Commento al Vangelo di domenica 3 Marzo 2019 – mons. Giuseppe Mani

Nel Vangelo di questa domenica Gesù ci propone alcune riflessioni sapienziali. La nostra vita deve essere vissuta con saggezza, altrimenti prende direzioni sbagliate e finisce male. La prima cosa richiesta è scegliere bene il proprio maestro. Senza maestro infatti non si apprende la sapienza, ci manca un’esperienza adeguata. Dobbiamo approfittare dell’esperienza dei maestri. Quello che è vero per l’arte, per la medicina è vero per la vita. Ciascuno riceve dalla natura i primi maestri nei genitori, poi si tratta di fare delle scelte da chi imparare, chi considerare i propri maestri. Gesù ci mette in guardia dalla scelta di maestri ciechi che finiscono nella fossa portandosi dietro i loro discepoli.

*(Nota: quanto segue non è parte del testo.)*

//! Entry path parsing.
//!
//! Tools are addressed as `registry/namespace/name[/toolname]` and workflows as
//! `sourcecontrol/organization/repository[/workflowname]`. Commands that act on a
//! single version accept an optional `:version` suffix.

use std::{fmt, str::FromStr};

use crate::error::Error;

/// Path identifying a tool or workflow in the registry.
#[derive(Debug, Clone, PartialEq, Eq)]
pub struct EntryPath {
    /// Image registry host for tools, source control host for workflows.
    pub host: String,
    pub namespace: String,
    pub name: String,
    /// Optional fourth segment distinguishing entries in the same repository.
    pub entry_name: Option<String>,
}

impl EntryPath {
    /// Path of the entry as a GA4GH TRS tool id.
    pub fn trs_id(&self, is_workflow: bool) -> String {
        if is_workflow {
            format!("#workflow/{self}")
        } else {
            self.to_string()
        }
    }
}

impl fmt::Display for EntryPath {
    fn fmt(&self, f: &mut fmt::Formatter<'_>) -> fmt::Result {
        write!(f, "{}/{}/{}", self.host, self.namespace, self.name)?;
        if let Some(entry_name) = &self.entry_name {
            write!(f, "/{entry_name}")?;
        }
        Ok(())
    }
}

impl FromStr for EntryPath {
    type Err = Error;

    fn from_str(s: &str) -> Result<Self, Self::Err> {
        let segments: Vec<&str> = s.split('/').collect();

        if !(3..=4).contains(&segments.len()) || segments.iter().any(|segment| segment.is_empty())
        {
            return Err(Error::ClientError(format!(
                "Invalid entry path {s:?}, expected host/namespace/name[/entryname]"
            )));
        }

        Ok(Self {
            host: segments[0].to_string(),
            namespace: segments[1].to_string(),
            name: segments[2].to_string(),
            entry_name: segments.get(3).map(|segment| segment.to_string()),
        })
    }
}

/// An entry path with an optional version, as in `quay.io/org/tool:1.0`.
#[derive(Debug, Clone, PartialEq, Eq)]
pub struct EntryRef {
    pub path: EntryPath,
    pub version: Option<String>,
}

impl FromStr for EntryRef {
    type Err = Error;

    fn from_str(s: &str) -> Result<Self, Self::Err> {
        // A ':' followed by '/' belongs to a registry port, not a version.
        let (path, version) = match s.rsplit_once(':').filter(|(_, v)| !v.contains('/')) {
            Some((_, "")) => {
                return Err(Error::ClientError(format!(
                    "Invalid entry {s:?}, the version after ':' is empty"
                )))
            }
            Some((path, version)) => (path, Some(version.to_string())),
            None => (s, None),
        };

        Ok(Self {
            path: path.parse()?,
            version,
        })
    }
}

#[cfg(test)]
mod tests {
    use super::*;

    #[test]
    fn parses_three_segment_tool_path() {
        let path: EntryPath = "quay.io/dockstoretestuser/quayandgithub".parse().unwrap();

        assert_eq!(path.host, "quay.io");
        assert_eq!(path.namespace, "dockstoretestuser");
        assert_eq!(path.name, "quayandgithub");
        assert_eq!(path.entry_name, None);
        assert_eq!(path.to_string(), "quay.io/dockstoretestuser/quayandgithub");
    }

    #[test]
    fn parses_entry_name_segment() {
        let path: EntryPath = "github.com/org/repo/alt".parse().unwrap();

        assert_eq!(path.entry_name.as_deref(), Some("alt"));
        assert_eq!(path.trs_id(true), "#workflow/github.com/org/repo/alt");
    }

    #[test]
    fn rejects_short_and_empty_paths() {
        assert!("quay.io/onlytwo".parse::<EntryPath>().is_err());
        assert!("quay.io//name".parse::<EntryPath>().is_err());
        assert!("a/b/c/d/e".parse::<EntryPath>().is_err());
    }

    #[test]
    fn splits_version_suffix() {
        let entry: EntryRef = "quay.io/org/tool:1.0".parse().unwrap();

        assert_eq!(entry.path.to_string(), "quay.io/org/tool");
        assert_eq!(entry.version.as_deref(), Some("1.0"));

        let entry: EntryRef = "quay.io/org/tool".parse().unwrap();
        assert_eq!(entry.version, None);
    }

    #[test]
    fn registry_port_is_not_a_version() {
        let entry: EntryRef = "localhost:5000/org/tool".parse().unwrap();

        assert_eq!(entry.path.host, "localhost:5000");
        assert_eq!(entry.version, None);
    }

    #[test]
    fn rejects_empty_version() {
        assert!("quay.io/org/tool:".parse::<EntryRef>().is_err());
    }
}
use serde::{Deserialize, Serialize};

#[derive(Debug, Clone, Serialize, Deserialize)]
pub struct UserDto {
    pub id: i32,
    pub username: String,
    pub is_admin: bool,
}

/// A token issued by, or stored for, an external identity provider
#[derive(Debug, Clone, Serialize, Deserialize)]
pub struct TokenDto {
    pub id: i32,
    pub user_id: i32,
    pub token_source: String,
    pub content: String,
    pub username: String,
}

/// Body of the OAuth code exchange endpoints
#[derive(Debug, Clone, Serialize, Deserialize)]
pub struct OAuthCodeRequest {
    pub code: String,
    #[serde(default)]
    pub redirect_uri: Option<String>,
}

/// A source control repository visible to the user
#[derive(Debug, Clone, PartialEq, Eq, Serialize, Deserialize)]
pub struct RepositoryDto {
    pub path: String,
    pub registered: bool,
}
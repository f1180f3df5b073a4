//! Tests of webservice flows that the CLI does not drive: OAuth logins, GitHub
//! registry listings and anonymous TRS access.

mod auth;
mod registry;
mod trs;

use dockstore::model::{api::DescriptorDto, user::TokenDto};
use dockstore_test_utils::{fixtures::google::GOOGLE_ACCESS_TOKEN, prelude::*};
use predicates::prelude::*;
use reqwest::StatusCode;
use serde_json::json;
use tracing::info;

use crate::{
    api::ApiClient,
    config::Config,
    entry::EntryPath,
    error::Error,
    model::tool::{ManualToolRequest, NewTagDto, ToolDto, ToolMode},
};

use super::{
    args::{ManualPublishArgs, ToolCommands, VersionTagCommands},
    launch,
    output::Output,
};

pub async fn execute(
    command: ToolCommands,
    config: &Config,
    api: &ApiClient,
    out: &mut Output<'_>,
) -> Result<(), Error> {
    match command {
        ToolCommands::List => {
            let user = api.get_user().await?;
            let tools = api.list_user_tools(user.id).await?;
            out.tools(&tools)
        }
        ToolCommands::Search { pattern } => {
            let tools = api.search_tools(&pattern).await?;
            if tools.is_empty() {
                return out.hint(format_args!("No published tools match {pattern:?}"));
            }
            out.tools(&tools)
        }
        ToolCommands::Info { entry } => {
            let tool = api.get_tool_by_path(&entry).await?;
            if !tool.is_published {
                return Err(Error::EntryNotFound(format!(
                    "Tool {entry} is not published"
                )));
            }
            out.tool(&tool)
        }
        ToolCommands::Publish { entry, unpub } => publish(api, &entry, !unpub, out).await,
        ToolCommands::ManualPublish(args) => manual_publish(api, args, out).await,
        ToolCommands::VersionTag(command) => version_tag(api, command, out).await,
        ToolCommands::Refresh { entry } => {
            let tool = api.get_tool_by_path(&entry).await?;
            let tool = api.refresh_tool(tool.id).await?;
            out.hint(format_args!("Refreshed {}", tool.tool_path))?;
            out.tool(&tool)
        }
        ToolCommands::Launch(args) => launch::launch(args, false, config, api, out).await,
    }
}

async fn publish(
    api: &ApiClient,
    entry: &EntryPath,
    publish: bool,
    out: &mut Output<'_>,
) -> Result<(), Error> {
    let tool = api.get_tool_by_path(entry).await?;

    if tool.is_published == publish {
        let state = if publish { "published" } else { "unpublished" };
        return Err(Error::CommandError(format!(
            "Tool {entry} is already {state}"
        )));
    }

    api.publish_tool(tool.id, publish).await?;
    info!(tool = %entry, publish, "Changed publish state");

    if publish {
        out.println(format_args!("Successfully published {entry}"))
    } else {
        out.println(format_args!("Successfully unpublished {entry}"))
    }
}

async fn manual_publish(
    api: &ApiClient,
    args: ManualPublishArgs,
    out: &mut Output<'_>,
) -> Result<(), Error> {
    if !args.git_url.starts_with("git@") && !args.git_url.starts_with("https://") {
        return Err(Error::ClientError(format!(
            "Git URL {:?} must be an SSH (git@...) or HTTPS URL",
            args.git_url
        )));
    }

    let request = ManualToolRequest {
        registry: args.registry,
        namespace: args.namespace,
        name: args.name,
        toolname: args.toolname,
        git_url: args.git_url,
        git_reference: args.git_reference,
        version_name: args.version_name,
        default_cwl_path: args.cwl_path,
        default_wdl_path: args.wdl_path,
        default_dockerfile_path: args.dockerfile_path,
    };

    let tool = api.register_manual_tool(&request).await?;
    out.println(format_args!("Successfully registered {}", tool.tool_path))
}

async fn version_tag(
    api: &ApiClient,
    command: VersionTagCommands,
    out: &mut Output<'_>,
) -> Result<(), Error> {
    match command {
        VersionTagCommands::Add {
            entry,
            name,
            git_reference,
            image_id,
            cwl_path,
            wdl_path,
            dockerfile_path,
            hidden,
        } => {
            let tool = manual_tool(api, &entry).await?;

            if tool.tags.iter().any(|tag| tag.name == name) {
                return Err(Error::ClientError(format!(
                    "Tool {entry} already has a tag named {name}"
                )));
            }

            let tag = NewTagDto {
                name: name.clone(),
                reference: git_reference,
                image_id,
                cwl_path,
                wdl_path,
                dockerfile_path,
                hidden,
            };
            api.add_tags(tool.id, &[tag]).await?;

            out.println(format_args!("Added tag {name} to {entry}"))
        }
        VersionTagCommands::Remove { entry, name } => {
            let tool = manual_tool(api, &entry).await?;

            let Some(tag) = tool.tags.iter().find(|tag| tag.name == name) else {
                return Err(Error::ClientError(format!(
                    "Tool {entry} has no tag named {name}"
                )));
            };
            api.delete_tag(tool.id, tag.id).await?;

            out.println(format_args!("Removed tag {name} from {entry}"))
        }
    }
}

/// Tags can only be edited on tools registered through `manual_publish`.
async fn manual_tool(api: &ApiClient, entry: &EntryPath) -> Result<ToolDto, Error> {
    let tool = api.get_tool_by_path(entry).await?;

    if tool.mode != ToolMode::ManualImagePath {
        return Err(Error::ClientError(format!(
            "Tool {entry} is not a manually registered tool, its tags come from the image registry"
        )));
    }

    Ok(tool)
}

Gesù si presenta come il solo maestro: “Voi non fatevi chiamare “maestri”, perché uno solo è il vostro maestro, il Cristo” (Mt 23,16) Durante l’ultima cena dice : “Voi mi chiamate maestro e Signore e dite bene perchè lo sono….Vi ho dato l’esempio perché come ho fatto io facciate anche voi”. Il maestro insegna soprattutto attraverso l’esempio. Dirà alla fine “Ogni albero si riconosce dal suo frutto”. L’insegnamento di Gesù sul maestro è quanto mai opportuno perché essendo la vita essenzialmente relazione l’uomo è sempre condizionato dal contatto con gli altri. Per questo una delle preoccupazioni principali dei genitori è vigilare sulla compagnia dei propri figli ed è su questo principio che si fonda la teoria della moda che non riguarda soltanto il modo di vestire ma anche quello di pensare, i “maitres a penser” condizionano davvero la mentalità delle persone.

Il nostro unico maestro è Cristo Gesù e i veri maestri si misurano dal riferimento a Lui. solo così siamo certi di non finire nella fossa. Gesù poi rivolge una domanda “Perché guardi la pagliuzza che è nell’occhio di tuo fratello e non la trave che è nel tuo?”. Dobbiamo riconoscere che siamo spontaneamente portati a essere indulgenti con noi stessi ed esigenti con gli altri. Invece dovremmo fare il contrario. Gesù tocca così un argomento di cui Dio è geloso: quello del giudizio. Gesù lo riserva esclusivamente a se e ci mette in guardia perché “Sarete giudicati dal modo con cui giudicate gli altri”. “ Un uomo di mondo” disse che a pensar male delle persone si farà peccato però solitamente ci si indovina.

E’ proprio vero soprattutto quando pensano male di noi. Il Signore, che “vede nel segreto” ci dice che abbiamo delle travi negli occhi che ci proibiscono di vedere, siamo dei veri ciechi. Non è detto che non dobbiamo aiutare gli altri a liberarsi delle pagliuzze che impediscono loro di vedere, ma di farlo con la carità e con quella umiltà che incoraggia gli altri a fare la stessa cosa nei nostri confronti: esercitare così la correzione fraterna, quello che proprio vuole il Signore. L’ultima parte del Vangelo di questa domenica riguarda i frutti. Gesù afferma: “Non c’è albero buono che faccia frutti cattivi, ne albero cattivo che faccia frutti buoni. Ogni albero si riconosce dal suo frutto”. Poi lo applica a noi, la considerazione è ovvia “L’uomo buono trae fuori il bene dal tesoro del suo cuore ecc…”

Lo aveva chiarito bene Gesù quando disse “dal cuore provengono i propositi malvagi, omicidi, adulteri, prostituzioni, furti, false testimonianze”. Se stiamo sempre a criticare gli altri, vuol dire che il nostro cuore è cattivo. Allora non sono gli altri cattivi, ma noi, che abbiamo sempre da criticare , da biasimare. Se avessimo un cuore buono, troveremmo il modo di scusare gli altri, d’incoraggiarli, di difenderli. Questa osservazione ci spinge a chiedere a Dio di darci un cuore buono. Nel libro di Ezechiele c’è un oracolo in cui Dio dice: “Toglierò da voi il cuore di pietra e vi darò un cuore di carne. Porrò il mio spirito dentro di voi e vi farò vivere secondo i miei precetti”(Ez 36,26-27) Dio ha realizzato questa promessa dandoci un cuore nuovo: quello di Cristo e lo Spirito Nuovo, lo Spirito Santo.

A Cristo possiamo chiedere soprattutto di unire il nostro cuore al suo cuore perché lo trasformi fino a Dire “Non sono più io che vivo ma è Cristo che vive in me”(Gal 2,20). Avremo così trovato il vero Maestro che ha purificato anche il nostro cuore.